1. Higher funding costs will lead to a further increase in corporate bankruptcies. While the majority of US companies in the S&P 500 index have skillfully used low interest rates of the past to refinance their debt on attractive terms – almost 50% of their outstanding debt is not due until after 2030 – many zombie companies in the high-risk high-yield segment will have to refinance earlier and at a higher percentage rate. Since zombie companies are not even able to pay low interest payments in full from their operating business, follow-up financing and a higher interest burden quickly become a major, if not insurmountable, challenge.

2. Higher interest rates will bring the true performance of management and business models to light more quickly and clearly. A recent study by the US Federal Reserve shows that 40 per cent of the real growth in US corporate profits between 1989 and 2019 was due to lower interest expenses and lower corporate tax rates. This tailwind has turned into a headwind.

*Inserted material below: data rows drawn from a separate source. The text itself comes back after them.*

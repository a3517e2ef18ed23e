//! High-level command implementations behind the CLI.
//!
//! Every subcommand maps to one function here. The façade is deliberately
//! continue-on-error: a failure for one server becomes a `Failed` report and
//! the remaining servers are still processed, so a wedged backend never blocks
//! stopping the frontend.

use std::time::Duration;

use anyhow::Result;
use tokio::time::sleep;
use tracing::{debug, info};

use crate::config::Settings;
use crate::launcher::{self, LaunchMode, LaunchOutcome};
use crate::mux;
use crate::platform;
use crate::server::{sentinel_owner, ServerName};
use crate::status::{self, ServerState, ServerStatus};
use crate::store::RecordStore;
use crate::terminator::{self, StopOutcome};

/// Pause between the stop and start halves of a restart, giving the OS time
/// to release listening sockets.
const RESTART_PAUSE: Duration = Duration::from_secs(1);

/// Per-server result of a start or stop.
#[derive(Debug)]
pub enum Outcome {
    Started(u32),
    AlreadyRunning(Option<u32>),
    Stopped,
    NotRunning,
    /// Sentinel record cleared; the external terminal window stays open.
    External,
    Failed(String),
}

/// One server's outcome, tagged with its name for reporting.
#[derive(Debug)]
pub struct Report {
    pub name: ServerName,
    pub outcome: Outcome,
}

impl Report {
    fn new(name: ServerName, outcome: Outcome) -> Self {
        Self { name, outcome }
    }

    pub fn is_failure(&self) -> bool {
        matches!(self.outcome, Outcome::Failed(_))
    }
}

/// Options shared by `start` and the start half of `restart`.
#[derive(Debug, Clone, Copy)]
pub struct StartOptions {
    pub detach: bool,
    pub concurrent: bool,
    pub wait: bool,
}

/// Starts the given servers, one report each.
///
/// Concurrent mode hands every startable target to the output multiplexer and
/// blocks until that session ends; already-running servers are reported and
/// skipped so they are not spawned twice.
pub async fn start(
    settings: &Settings,
    store: &RecordStore,
    servers: &[ServerName],
    options: StartOptions,
) -> Result<Vec<Report>> {
    if options.concurrent {
        return start_concurrent(settings, store, servers).await;
    }

    let mode = if options.detach {
        LaunchMode::Detached
    } else {
        LaunchMode::Foreground
    };
    let mut reports = Vec::new();
    let mut waiting = Vec::new();
    for &name in servers {
        match launcher::launch(name, settings.recipe(name), mode, store) {
            Ok(LaunchOutcome::Started(mut started)) => {
                info!(server = %name, pid = started.pid, "started");
                if options.wait {
                    if let Some(child) = started.child.take() {
                        waiting.push((name, child));
                    }
                }
                reports.push(Report::new(name, Outcome::Started(started.pid)));
            }
            Ok(LaunchOutcome::AlreadyRunning(pid)) => {
                reports.push(Report::new(name, Outcome::AlreadyRunning(pid)));
            }
            Err(err) => {
                reports.push(Report::new(name, Outcome::Failed(format!("{:#}", err))));
            }
        }
    }

    // --wait blocks on foreground children; a detached launch has nothing to
    // wait on and the flag is ignored for it.
    for (name, mut child) in waiting {
        let status = child.wait().await;
        debug!(server = %name, ?status, "foreground server exited");
        store.delete(name);
    }
    Ok(reports)
}

async fn start_concurrent(
    settings: &Settings,
    store: &RecordStore,
    servers: &[ServerName],
) -> Result<Vec<Report>> {
    let mut reports = Vec::new();
    let mut targets = Vec::new();
    for &name in servers {
        let current = status::probe(name, settings.port(name), store);
        if current.state == ServerState::Running {
            reports.push(Report::new(name, Outcome::AlreadyRunning(current.pid)));
        } else {
            targets.push((name, settings.recipe(name).clone()));
        }
    }
    if !targets.is_empty() {
        mux::run_concurrent(targets, store).await?;
    }
    Ok(reports)
}

/// Stops the given servers, one report each. With `force` the graceful phase
/// is skipped.
pub async fn stop(
    settings: &Settings,
    store: &RecordStore,
    servers: &[ServerName],
    force: bool,
) -> Vec<Report> {
    let mut reports = Vec::new();
    for &name in servers {
        let outcome = match terminator::stop(name, settings.port(name), force, store).await {
            Ok(StopOutcome::Stopped) => Outcome::Stopped,
            Ok(StopOutcome::NotRunning) => Outcome::NotRunning,
            Ok(StopOutcome::External) => Outcome::External,
            Err(err) => Outcome::Failed(format!("{:#}", err)),
        };
        reports.push(Report::new(name, outcome));
    }
    reports
}

/// Stops and then starts the given servers. Stop reports come first; servers
/// that failed to stop are not restarted.
pub async fn restart(
    settings: &Settings,
    store: &RecordStore,
    servers: &[ServerName],
    options: StartOptions,
) -> Result<Vec<Report>> {
    let mut reports = stop(settings, store, servers, false).await;
    let startable: Vec<ServerName> = reports
        .iter()
        .filter(|report| !report.is_failure())
        .map(|report| report.name)
        .collect();
    if !startable.is_empty() {
        sleep(RESTART_PAUSE).await;
        reports.extend(start(settings, store, &startable, options).await?);
    }
    Ok(reports)
}

/// Computes the status of every server.
pub fn status(settings: &Settings, store: &RecordStore) -> Vec<ServerStatus> {
    status::status_all(settings, store)
}

/// Servers that currently report as running; the default target set for
/// `stop` when no server is named.
pub fn running(settings: &Settings, store: &RecordStore) -> Vec<ServerName> {
    status::status_all(settings, store)
        .into_iter()
        .filter(|status| status.state == ServerState::Running)
        .map(|status| status.name)
        .collect()
}

/// Result of a cleanup sweep over the record directory.
#[derive(Debug, Default, PartialEq, Eq)]
pub struct CleanupReport {
    /// Records whose process was confirmed gone (or unreadable) and deleted.
    pub removed: Vec<ServerName>,
    /// Records kept: live processes and external-window sentinels.
    pub retained: usize,
}

/// Removes records whose process no longer exists.
///
/// Sentinel records are kept; the supervisor cannot verify an external
/// terminal window, only the operator can.
pub fn cleanup(store: &RecordStore) -> CleanupReport {
    let mut report = CleanupReport::default();
    for name in store.list() {
        match store.load(name) {
            Some(pid) if sentinel_owner(pid).is_some() => report.retained += 1,
            Some(pid) if platform::pid_alive(pid) => report.retained += 1,
            Some(pid) => {
                debug!(server = %name, pid, "removing stale record");
                store.delete(name);
                report.removed.push(name);
            }
            // Unreadable or corrupt record file: nothing it could refer to.
            None => {
                store.delete(name);
                report.removed.push(name);
            }
        }
    }
    report
}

3. Higher interest rates inevitably lead to increasing debt servicing for governments. The era of falling interest expenditure and rising debt is over. In Germany, interest expenditure by the federal government totaled just 4 billion Euros in 2021. According to estimates by the Minister of Finance, they will rise to around 40 billion Euros in 2023. In addition to higher interest rates, losses on bond issues will also have a negative impact. According to a study by Goldman Sachs, federal interest expense in the USA will double from 2 to 4 per cent of GDP over the next seven years. This additional expenditure will make financing the US national budget even more difficult – there is already an annual primary deficit over 2 per cent of GDP. And this does not even include the interest to be paid on debt already issued.

GANÉ continues to monitor the gravitational force of high interest rates very closely. We remain focused on shares of highly profitable winning companies with low levels of debt and on short-term government and corporate bonds with high credit ratings and liquidity.